What needs to be done:
Of all the lines below, output only those starting at the one with "repository 20afcc89852946b5" and ending at the one with "the remote sends", both ends included, exactly as written.

Data to process:
'''

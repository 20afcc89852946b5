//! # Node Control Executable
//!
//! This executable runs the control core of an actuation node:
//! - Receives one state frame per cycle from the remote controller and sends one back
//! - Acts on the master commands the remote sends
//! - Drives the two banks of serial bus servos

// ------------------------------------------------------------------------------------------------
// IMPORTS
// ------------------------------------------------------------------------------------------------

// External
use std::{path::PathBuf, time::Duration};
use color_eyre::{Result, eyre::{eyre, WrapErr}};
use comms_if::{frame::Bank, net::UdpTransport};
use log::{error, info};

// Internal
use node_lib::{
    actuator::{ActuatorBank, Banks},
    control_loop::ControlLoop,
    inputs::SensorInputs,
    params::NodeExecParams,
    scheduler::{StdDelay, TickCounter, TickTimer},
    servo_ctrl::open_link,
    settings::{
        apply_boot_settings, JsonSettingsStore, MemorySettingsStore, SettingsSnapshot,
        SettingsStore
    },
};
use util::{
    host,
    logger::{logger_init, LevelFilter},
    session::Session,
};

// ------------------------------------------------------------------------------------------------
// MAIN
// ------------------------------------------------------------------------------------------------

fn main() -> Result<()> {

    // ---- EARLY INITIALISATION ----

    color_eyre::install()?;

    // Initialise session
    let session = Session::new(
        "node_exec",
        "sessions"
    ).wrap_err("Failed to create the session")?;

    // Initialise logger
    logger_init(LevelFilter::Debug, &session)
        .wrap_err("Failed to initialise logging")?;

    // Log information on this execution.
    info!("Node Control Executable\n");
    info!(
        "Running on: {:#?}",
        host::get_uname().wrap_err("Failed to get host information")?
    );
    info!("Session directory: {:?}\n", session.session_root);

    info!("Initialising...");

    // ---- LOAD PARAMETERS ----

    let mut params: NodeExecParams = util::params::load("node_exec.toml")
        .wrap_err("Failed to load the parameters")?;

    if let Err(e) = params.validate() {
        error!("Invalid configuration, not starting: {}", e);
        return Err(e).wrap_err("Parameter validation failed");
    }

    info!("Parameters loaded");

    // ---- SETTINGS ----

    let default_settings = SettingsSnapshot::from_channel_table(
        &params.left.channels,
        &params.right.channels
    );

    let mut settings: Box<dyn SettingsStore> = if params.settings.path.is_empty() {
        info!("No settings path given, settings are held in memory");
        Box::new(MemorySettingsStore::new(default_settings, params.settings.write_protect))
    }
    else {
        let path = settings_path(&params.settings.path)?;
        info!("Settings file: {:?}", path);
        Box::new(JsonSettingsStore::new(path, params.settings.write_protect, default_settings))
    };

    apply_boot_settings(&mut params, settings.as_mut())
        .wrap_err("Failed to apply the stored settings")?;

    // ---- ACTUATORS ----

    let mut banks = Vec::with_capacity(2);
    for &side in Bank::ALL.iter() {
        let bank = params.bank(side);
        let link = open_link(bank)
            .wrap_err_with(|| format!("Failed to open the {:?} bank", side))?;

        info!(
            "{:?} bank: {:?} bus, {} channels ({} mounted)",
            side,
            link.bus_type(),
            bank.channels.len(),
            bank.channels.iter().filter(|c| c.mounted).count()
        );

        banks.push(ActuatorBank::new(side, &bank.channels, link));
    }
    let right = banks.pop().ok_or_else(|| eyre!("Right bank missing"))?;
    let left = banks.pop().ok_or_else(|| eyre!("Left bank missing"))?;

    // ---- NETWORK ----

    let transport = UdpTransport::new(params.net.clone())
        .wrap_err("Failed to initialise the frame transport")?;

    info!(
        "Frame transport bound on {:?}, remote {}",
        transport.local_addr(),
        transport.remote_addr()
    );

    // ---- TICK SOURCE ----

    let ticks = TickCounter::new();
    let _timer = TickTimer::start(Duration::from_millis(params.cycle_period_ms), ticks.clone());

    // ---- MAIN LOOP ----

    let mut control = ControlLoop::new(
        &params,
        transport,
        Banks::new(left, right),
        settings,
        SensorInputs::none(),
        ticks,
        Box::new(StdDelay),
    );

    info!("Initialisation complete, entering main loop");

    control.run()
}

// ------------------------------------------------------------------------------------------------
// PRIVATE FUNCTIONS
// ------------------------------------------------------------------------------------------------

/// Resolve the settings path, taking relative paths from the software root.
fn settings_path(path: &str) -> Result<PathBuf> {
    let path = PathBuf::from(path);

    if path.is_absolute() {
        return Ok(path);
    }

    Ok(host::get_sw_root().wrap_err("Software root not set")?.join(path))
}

'''
'''

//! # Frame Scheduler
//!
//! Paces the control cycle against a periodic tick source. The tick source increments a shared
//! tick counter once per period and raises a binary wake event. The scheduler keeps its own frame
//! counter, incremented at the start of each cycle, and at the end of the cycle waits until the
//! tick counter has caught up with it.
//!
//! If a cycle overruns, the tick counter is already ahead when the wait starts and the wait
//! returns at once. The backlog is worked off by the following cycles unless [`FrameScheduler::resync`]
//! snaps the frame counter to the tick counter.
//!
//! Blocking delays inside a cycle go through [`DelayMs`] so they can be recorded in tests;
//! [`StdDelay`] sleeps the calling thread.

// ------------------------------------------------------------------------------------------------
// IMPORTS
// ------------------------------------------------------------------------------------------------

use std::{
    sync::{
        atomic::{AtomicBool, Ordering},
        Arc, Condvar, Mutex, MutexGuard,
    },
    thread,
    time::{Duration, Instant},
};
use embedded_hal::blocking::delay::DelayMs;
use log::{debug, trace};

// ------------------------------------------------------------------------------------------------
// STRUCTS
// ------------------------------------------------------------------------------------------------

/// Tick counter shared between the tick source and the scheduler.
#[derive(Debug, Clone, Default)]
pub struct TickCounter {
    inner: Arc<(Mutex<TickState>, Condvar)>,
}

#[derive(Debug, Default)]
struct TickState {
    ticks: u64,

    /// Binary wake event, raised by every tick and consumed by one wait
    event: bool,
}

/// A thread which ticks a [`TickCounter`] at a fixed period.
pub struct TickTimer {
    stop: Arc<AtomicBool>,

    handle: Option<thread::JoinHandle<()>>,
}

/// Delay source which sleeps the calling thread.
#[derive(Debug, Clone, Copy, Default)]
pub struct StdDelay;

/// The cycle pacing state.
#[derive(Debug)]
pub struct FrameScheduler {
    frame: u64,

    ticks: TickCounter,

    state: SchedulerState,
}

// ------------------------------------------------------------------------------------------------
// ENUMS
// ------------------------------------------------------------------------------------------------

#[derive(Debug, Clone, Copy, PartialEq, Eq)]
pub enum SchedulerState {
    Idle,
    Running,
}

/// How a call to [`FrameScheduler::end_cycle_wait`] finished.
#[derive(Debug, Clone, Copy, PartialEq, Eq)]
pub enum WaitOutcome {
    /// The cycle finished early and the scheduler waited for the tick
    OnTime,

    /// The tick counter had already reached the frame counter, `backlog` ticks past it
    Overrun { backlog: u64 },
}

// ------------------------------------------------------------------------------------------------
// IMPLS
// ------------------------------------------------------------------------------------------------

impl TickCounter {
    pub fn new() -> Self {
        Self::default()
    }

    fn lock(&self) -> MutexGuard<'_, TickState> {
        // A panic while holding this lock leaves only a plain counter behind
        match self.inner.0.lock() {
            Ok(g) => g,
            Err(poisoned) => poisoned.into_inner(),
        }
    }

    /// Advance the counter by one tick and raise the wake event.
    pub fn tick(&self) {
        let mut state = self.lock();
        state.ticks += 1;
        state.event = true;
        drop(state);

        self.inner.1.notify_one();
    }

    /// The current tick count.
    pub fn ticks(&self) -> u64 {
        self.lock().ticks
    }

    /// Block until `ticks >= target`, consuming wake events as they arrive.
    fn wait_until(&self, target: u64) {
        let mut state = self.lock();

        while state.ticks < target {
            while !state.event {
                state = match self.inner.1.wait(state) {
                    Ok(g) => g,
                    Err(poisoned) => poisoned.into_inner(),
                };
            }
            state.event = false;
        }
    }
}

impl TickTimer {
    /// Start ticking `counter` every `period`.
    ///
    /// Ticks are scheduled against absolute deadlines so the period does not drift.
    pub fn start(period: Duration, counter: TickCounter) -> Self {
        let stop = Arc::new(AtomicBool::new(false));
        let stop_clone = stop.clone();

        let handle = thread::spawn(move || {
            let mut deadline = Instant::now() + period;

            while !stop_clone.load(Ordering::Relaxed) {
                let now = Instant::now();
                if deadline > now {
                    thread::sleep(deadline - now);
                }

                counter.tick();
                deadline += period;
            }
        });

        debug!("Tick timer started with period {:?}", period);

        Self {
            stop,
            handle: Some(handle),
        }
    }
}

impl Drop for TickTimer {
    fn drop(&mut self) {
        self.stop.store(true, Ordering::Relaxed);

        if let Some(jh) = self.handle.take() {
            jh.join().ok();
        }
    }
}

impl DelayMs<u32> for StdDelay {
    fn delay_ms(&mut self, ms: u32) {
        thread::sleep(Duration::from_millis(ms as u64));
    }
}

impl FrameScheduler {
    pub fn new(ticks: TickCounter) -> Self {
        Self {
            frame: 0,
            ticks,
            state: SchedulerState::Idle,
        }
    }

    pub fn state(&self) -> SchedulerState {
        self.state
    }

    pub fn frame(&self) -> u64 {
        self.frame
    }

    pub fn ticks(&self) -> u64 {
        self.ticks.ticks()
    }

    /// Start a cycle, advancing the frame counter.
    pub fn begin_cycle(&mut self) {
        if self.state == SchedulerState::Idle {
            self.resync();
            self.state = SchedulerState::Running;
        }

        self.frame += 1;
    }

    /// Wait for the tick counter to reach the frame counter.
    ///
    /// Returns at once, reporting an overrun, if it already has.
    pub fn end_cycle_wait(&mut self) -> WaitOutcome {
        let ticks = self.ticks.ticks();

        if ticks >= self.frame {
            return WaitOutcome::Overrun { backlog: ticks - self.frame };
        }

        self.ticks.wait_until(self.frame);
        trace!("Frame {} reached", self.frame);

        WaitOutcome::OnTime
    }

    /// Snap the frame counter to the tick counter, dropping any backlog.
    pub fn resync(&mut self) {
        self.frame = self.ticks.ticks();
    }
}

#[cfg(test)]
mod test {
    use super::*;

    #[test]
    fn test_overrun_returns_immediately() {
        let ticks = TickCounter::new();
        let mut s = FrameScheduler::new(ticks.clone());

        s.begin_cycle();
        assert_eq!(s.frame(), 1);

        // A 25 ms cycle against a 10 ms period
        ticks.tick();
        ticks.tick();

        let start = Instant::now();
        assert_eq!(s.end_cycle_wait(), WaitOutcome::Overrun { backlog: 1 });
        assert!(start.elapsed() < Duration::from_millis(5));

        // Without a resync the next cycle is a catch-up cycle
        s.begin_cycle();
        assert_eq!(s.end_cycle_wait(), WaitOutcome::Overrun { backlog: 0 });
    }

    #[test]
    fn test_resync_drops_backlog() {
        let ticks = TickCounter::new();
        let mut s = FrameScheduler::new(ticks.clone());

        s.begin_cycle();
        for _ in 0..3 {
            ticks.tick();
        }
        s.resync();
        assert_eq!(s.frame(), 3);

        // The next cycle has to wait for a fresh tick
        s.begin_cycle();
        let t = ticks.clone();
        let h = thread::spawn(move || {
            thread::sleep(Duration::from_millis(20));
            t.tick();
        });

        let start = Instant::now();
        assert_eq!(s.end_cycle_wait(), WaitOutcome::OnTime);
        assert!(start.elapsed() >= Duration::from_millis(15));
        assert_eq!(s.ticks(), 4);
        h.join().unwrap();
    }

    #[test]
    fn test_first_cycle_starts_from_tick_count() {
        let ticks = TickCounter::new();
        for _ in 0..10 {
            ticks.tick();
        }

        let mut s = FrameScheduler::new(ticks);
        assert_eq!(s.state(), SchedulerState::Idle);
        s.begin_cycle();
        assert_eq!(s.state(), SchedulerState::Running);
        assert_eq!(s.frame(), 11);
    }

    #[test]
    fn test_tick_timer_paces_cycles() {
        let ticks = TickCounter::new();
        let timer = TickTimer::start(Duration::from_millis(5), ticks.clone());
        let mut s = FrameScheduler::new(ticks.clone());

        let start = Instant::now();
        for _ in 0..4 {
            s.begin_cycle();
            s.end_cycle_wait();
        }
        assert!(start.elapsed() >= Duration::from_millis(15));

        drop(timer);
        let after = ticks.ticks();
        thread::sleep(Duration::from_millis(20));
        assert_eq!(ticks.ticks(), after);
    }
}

'''
'''

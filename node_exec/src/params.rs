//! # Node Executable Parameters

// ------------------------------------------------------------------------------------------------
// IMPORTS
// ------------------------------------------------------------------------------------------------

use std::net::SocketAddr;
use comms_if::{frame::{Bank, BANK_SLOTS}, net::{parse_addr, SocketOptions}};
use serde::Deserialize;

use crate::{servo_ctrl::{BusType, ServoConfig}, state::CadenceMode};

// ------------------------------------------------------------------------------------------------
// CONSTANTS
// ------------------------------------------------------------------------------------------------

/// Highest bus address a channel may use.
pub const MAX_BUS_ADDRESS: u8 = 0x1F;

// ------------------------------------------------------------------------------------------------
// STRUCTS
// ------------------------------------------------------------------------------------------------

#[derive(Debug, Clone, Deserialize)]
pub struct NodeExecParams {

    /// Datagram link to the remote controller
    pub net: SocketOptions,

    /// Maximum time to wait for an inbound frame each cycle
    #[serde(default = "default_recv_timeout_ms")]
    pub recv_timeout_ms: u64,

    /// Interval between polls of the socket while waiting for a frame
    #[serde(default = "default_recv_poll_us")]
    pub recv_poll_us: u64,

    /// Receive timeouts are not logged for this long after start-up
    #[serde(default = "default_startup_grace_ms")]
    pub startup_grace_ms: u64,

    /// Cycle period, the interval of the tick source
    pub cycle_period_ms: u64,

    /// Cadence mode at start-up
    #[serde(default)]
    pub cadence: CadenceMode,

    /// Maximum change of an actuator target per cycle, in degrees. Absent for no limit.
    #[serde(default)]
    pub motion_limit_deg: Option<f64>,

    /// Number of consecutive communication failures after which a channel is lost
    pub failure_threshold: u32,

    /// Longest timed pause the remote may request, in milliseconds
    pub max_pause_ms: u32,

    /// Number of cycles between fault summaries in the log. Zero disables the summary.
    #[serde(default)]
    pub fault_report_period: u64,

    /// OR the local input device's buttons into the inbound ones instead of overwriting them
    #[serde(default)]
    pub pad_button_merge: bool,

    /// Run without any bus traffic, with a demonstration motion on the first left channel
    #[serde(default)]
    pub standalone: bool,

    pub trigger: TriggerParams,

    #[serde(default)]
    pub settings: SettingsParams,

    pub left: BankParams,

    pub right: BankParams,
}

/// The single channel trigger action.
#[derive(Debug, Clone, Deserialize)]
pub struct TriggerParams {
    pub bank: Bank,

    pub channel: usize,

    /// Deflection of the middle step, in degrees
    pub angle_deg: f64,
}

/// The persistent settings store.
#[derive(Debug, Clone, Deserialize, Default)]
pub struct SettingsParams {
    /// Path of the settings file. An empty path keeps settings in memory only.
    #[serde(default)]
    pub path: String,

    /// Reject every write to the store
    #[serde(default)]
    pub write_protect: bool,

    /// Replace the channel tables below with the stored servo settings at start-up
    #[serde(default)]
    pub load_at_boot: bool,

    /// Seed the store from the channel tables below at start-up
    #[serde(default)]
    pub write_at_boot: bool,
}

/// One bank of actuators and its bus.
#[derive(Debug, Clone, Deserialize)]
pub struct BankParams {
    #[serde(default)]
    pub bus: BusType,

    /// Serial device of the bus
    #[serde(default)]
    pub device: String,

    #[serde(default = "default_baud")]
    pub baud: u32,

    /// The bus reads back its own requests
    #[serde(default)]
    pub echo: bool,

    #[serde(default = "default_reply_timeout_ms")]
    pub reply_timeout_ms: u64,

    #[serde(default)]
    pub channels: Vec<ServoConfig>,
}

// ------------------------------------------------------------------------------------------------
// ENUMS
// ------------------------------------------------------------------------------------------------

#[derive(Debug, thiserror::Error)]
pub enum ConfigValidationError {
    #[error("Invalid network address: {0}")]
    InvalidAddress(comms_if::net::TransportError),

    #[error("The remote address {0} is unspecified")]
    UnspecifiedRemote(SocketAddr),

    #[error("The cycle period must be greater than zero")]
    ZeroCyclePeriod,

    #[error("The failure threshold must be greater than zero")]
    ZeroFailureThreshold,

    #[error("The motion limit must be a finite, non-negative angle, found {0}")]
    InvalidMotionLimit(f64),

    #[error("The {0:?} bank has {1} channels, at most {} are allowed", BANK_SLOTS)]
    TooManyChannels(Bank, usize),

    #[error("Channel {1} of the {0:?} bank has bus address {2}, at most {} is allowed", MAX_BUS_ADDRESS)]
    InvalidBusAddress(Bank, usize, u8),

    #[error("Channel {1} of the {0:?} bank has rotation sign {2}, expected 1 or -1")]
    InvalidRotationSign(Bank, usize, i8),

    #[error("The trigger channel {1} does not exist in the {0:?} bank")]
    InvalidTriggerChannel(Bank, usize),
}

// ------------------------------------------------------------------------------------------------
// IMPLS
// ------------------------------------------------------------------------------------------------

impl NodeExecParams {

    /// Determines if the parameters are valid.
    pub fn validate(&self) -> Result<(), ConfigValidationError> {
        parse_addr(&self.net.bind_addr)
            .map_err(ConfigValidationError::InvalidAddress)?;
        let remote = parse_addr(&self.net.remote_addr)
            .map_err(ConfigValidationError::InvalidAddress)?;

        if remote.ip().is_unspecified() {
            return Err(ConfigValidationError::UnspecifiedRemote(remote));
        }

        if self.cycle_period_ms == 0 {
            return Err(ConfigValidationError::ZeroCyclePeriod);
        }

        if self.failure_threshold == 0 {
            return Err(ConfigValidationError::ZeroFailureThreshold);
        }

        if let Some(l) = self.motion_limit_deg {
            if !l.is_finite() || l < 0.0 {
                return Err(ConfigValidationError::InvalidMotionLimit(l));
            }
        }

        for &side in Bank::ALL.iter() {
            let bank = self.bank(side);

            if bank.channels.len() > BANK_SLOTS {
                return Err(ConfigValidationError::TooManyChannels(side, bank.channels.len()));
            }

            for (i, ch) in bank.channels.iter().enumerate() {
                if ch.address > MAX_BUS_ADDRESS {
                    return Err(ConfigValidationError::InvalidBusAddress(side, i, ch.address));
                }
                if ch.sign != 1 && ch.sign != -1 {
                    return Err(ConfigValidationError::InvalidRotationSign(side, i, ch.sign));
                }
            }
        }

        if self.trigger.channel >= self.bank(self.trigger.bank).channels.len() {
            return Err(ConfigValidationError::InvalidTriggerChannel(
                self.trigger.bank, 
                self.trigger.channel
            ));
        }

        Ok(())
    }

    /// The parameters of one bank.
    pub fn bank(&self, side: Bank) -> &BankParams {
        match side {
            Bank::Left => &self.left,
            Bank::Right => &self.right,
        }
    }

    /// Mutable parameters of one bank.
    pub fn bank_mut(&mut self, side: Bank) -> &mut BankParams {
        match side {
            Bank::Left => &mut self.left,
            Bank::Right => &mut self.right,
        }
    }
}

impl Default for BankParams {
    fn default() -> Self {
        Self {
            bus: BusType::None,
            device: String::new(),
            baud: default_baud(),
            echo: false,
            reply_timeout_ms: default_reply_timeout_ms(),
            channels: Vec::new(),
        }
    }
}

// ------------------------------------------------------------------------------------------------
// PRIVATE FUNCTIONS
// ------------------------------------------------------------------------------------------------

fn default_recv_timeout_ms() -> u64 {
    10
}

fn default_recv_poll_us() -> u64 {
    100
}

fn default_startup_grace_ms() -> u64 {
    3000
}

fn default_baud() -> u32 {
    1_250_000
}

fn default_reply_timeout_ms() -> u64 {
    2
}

'''

Task output:
repository 20afcc89852946b5
//! # Node Control Executable
//!
//! This executable runs the control core of an actuation node:
//! - Receives one state frame per cycle from the remote controller and sends one back
//! - Acts on the master commands the remote sends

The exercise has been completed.